- Source: ARTFORUM
- Author: David Rimanelli
- Date: JUNE 15, 2018
- Format: PRINT AND DIGITAL
CRITICS’ PICKS NEW YORK
Borna Sammak
JTT
April 29, 2018 – June 17, 2018
Those sectional sofas from a timeless 1970s—meaning you can buy one now at Roche Bobois—that suburban feeling, with a hint of swingers (cinematically, more L.I.E. than The Ice Storm key parties, but still: from the ’70s). Or from the Middle Ages, from the Baroque. In my own memory: a seemingly vast serpentine mountain range upholstered in gray velvet, a barrier reef in the seldom-used living room of the house I grew up in. Mystery and fantasy, science fiction and the hint of as-yet-undiscovered porn: One Million Years BC meets Escape from the Planet of the Apes. So yeah, Borna Sammak’s Not Yet Titled (Couch), 2018, comes by me elaborately and intimately titled.

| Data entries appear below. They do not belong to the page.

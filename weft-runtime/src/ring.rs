//! # MPMC Ring Buffer
//!
//! Bounded lock-free multi-producer multi-consumer queue.
//!
//! ## Design
//!
//! Every cell carries a sequence number next to its payload. A producer at
//! position `p` may write cell `p & mask` only once that cell's sequence
//! equals `p`; a consumer may read it only once the sequence equals `p + 1`.
//! Positions are claimed with a CAS on a monotonic counter, so a slot is
//! never handed to two threads and an item is never delivered twice.
//!
//! The queue never grows. Callers size it at boot; `enqueue` on a full ring
//! hands the item back.
//!
//! ## Technical References
//!
//! - [Bounded MPMC queue](https://www.1024cores.net/home/lock-free-algorithms/queues/bounded-mpmc-queue)
//! - [crossbeam ArrayQueue](https://docs.rs/crossbeam-queue)

use std::cell::UnsafeCell;
use std::fmt;
use std::mem::MaybeUninit;
use std::sync::atomic::{AtomicUsize, Ordering};

use crossbeam_utils::CachePadded;

use crate::sync::Backoff;

/// One slot of the ring.
struct Cell<T> {
    sequence: AtomicUsize,
    value: UnsafeCell<MaybeUninit<T>>,
}

/// Bounded lock-free MPMC queue with power-of-two capacity.
pub struct RingBuffer<T> {
    buffer: Box<[Cell<T>]>,
    mask: usize,
    enqueue_pos: CachePadded<AtomicUsize>,
    dequeue_pos: CachePadded<AtomicUsize>,
}

// Safety: a cell's payload is only touched by the thread that won the CAS on
// its position, and hand-off is ordered by the cell's sequence number.
unsafe impl<T: Send> Send for RingBuffer<T> {}
unsafe impl<T: Send> Sync for RingBuffer<T> {}

impl<T> RingBuffer<T> {
    /// Create a ring with `capacity` slots.
    ///
    /// # Panics
    ///
    /// Panics if `capacity` is below 2 or not a power of two.
    pub fn new(capacity: usize) -> Self {
        assert!(
            capacity >= 2 && capacity.is_power_of_two(),
            "ring buffer capacity must be a power of two of at least 2, got {}",
            capacity
        );

        let buffer = (0..capacity)
            .map(|i| Cell {
                sequence: AtomicUsize::new(i),
                value: UnsafeCell::new(MaybeUninit::uninit()),
            })
            .collect::<Vec<_>>()
            .into_boxed_slice();

        Self {
            buffer,
            mask: capacity - 1,
            enqueue_pos: CachePadded::new(AtomicUsize::new(0)),
            dequeue_pos: CachePadded::new(AtomicUsize::new(0)),
        }
    }

    /// Create a ring with `1 << log2` slots.
    pub fn with_capacity_log2(log2: u32) -> Self {
        Self::new(1usize << log2)
    }

    /// Number of slots.
    pub fn capacity(&self) -> usize {
        self.buffer.len()
    }

    /// Approximate number of queued items.
    ///
    /// Exact only when no other thread is operating on the ring.
    pub fn len(&self) -> usize {
        let tail = self.enqueue_pos.load(Ordering::Acquire);
        let head = self.dequeue_pos.load(Ordering::Acquire);
        tail.wrapping_sub(head).min(self.capacity())
    }

    /// Whether the ring currently appears empty.
    pub fn is_empty(&self) -> bool {
        self.len() == 0
    }

    /// Push an item.
    ///
    /// Returns the item back if the ring is full.
    pub fn enqueue(&self, item: T) -> Result<(), T> {
        let mut backoff = Backoff::new();
        let mut pos = self.enqueue_pos.load(Ordering::Relaxed);

        loop {
            let cell = &self.buffer[pos & self.mask];
            let seq = cell.sequence.load(Ordering::Acquire);
            let diff = seq.wrapping_sub(pos) as isize;

            if diff == 0 {
                match self.enqueue_pos.compare_exchange_weak(
                    pos,
                    pos.wrapping_add(1),
                    Ordering::Relaxed,
                    Ordering::Relaxed,
                ) {
                    Ok(_) => {
                        // Safety: winning the CAS grants exclusive access to
                        // this cell until the sequence store below.
                        unsafe { (*cell.value.get()).write(item) };
                        cell.sequence.store(pos.wrapping_add(1), Ordering::Release);
                        return Ok(());
                    }
                    Err(current) => {
                        pos = current;
                        backoff.spin();
                    }
                }
            } else if diff < 0 {
                // The consumer one lap behind has not freed this cell yet.
                return Err(item);
            } else {
                pos = self.enqueue_pos.load(Ordering::Relaxed);
                backoff.spin();
            }
        }
    }

    /// Pop an item, or `None` if the ring is empty.
    pub fn dequeue(&self) -> Option<T> {
        let mut backoff = Backoff::new();
        let mut pos = self.dequeue_pos.load(Ordering::Relaxed);

        loop {
            let cell = &self.buffer[pos & self.mask];
            let seq = cell.sequence.load(Ordering::Acquire);
            let diff = seq.wrapping_sub(pos.wrapping_add(1)) as isize;

            if diff == 0 {
                match self.dequeue_pos.compare_exchange_weak(
                    pos,
                    pos.wrapping_add(1),
                    Ordering::Relaxed,
                    Ordering::Relaxed,
                ) {
                    Ok(_) => {
                        // Safety: the producer published this cell with the
                        // Release store we synchronized with above.
                        let item = unsafe { (*cell.value.get()).assume_init_read() };
                        cell.sequence
                            .store(pos.wrapping_add(self.mask + 1), Ordering::Release);
                        return Some(item);
                    }
                    Err(current) => {
                        pos = current;
                        backoff.spin();
                    }
                }
            } else if diff < 0 {
                return None;
            } else {
                pos = self.dequeue_pos.load(Ordering::Relaxed);
                backoff.spin();
            }
        }
    }
}

impl<T> Drop for RingBuffer<T> {
    fn drop(&mut self) {
        while self.dequeue().is_some() {}
    }
}

impl<T> fmt::Debug for RingBuffer<T> {
    fn fmt(&self, f: &mut fmt::Formatter<'_>) -> fmt::Result {
        f.debug_struct("RingBuffer")
            .field("capacity", &self.capacity())
            .field("len", &self.len())
            .finish()
    }
}

// ============================================================================
// Tests
// ============================================================================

Near this gargantuan madeleine hangs Frame for a Poster, 2018, a shrine-like portrait of the legendary Jesús Malverde, a Mexican “narco-saint” revered by the country’s drug cartels. A bit of Koons perfumes the air—its confectionary roses in acid pastels bloom and congeal around a sullen Malverde, who is flanked by La Virgen de Guadalupe and a stone cross—perhaps the saint’s headstone. It’s not certain that Malverde, a figure of hope who stole from the rich under the oppressive regime of President Porfirio Díaz, was ever real. But generous fictions like him are a balm, especially now, and an excellent source of inspiration for one’s own sense of vengeance.
The canvas Not Yet Titled, 2015, seems in its frantic repetition of sea creatures to echo the snaking movements of the couch sculpture. The phrase “KISS MY BASS” shows up in the work—a vituperative hillbilly declaration you’d likely see emblazoned on a cap worn by a certain strain of “patriotic” American. Sammak is not the only artist who dives so zealously into pop culture’s fathomless pit of trash. But he does so with a sharp sense of humor and an even sharper sense of cruelty.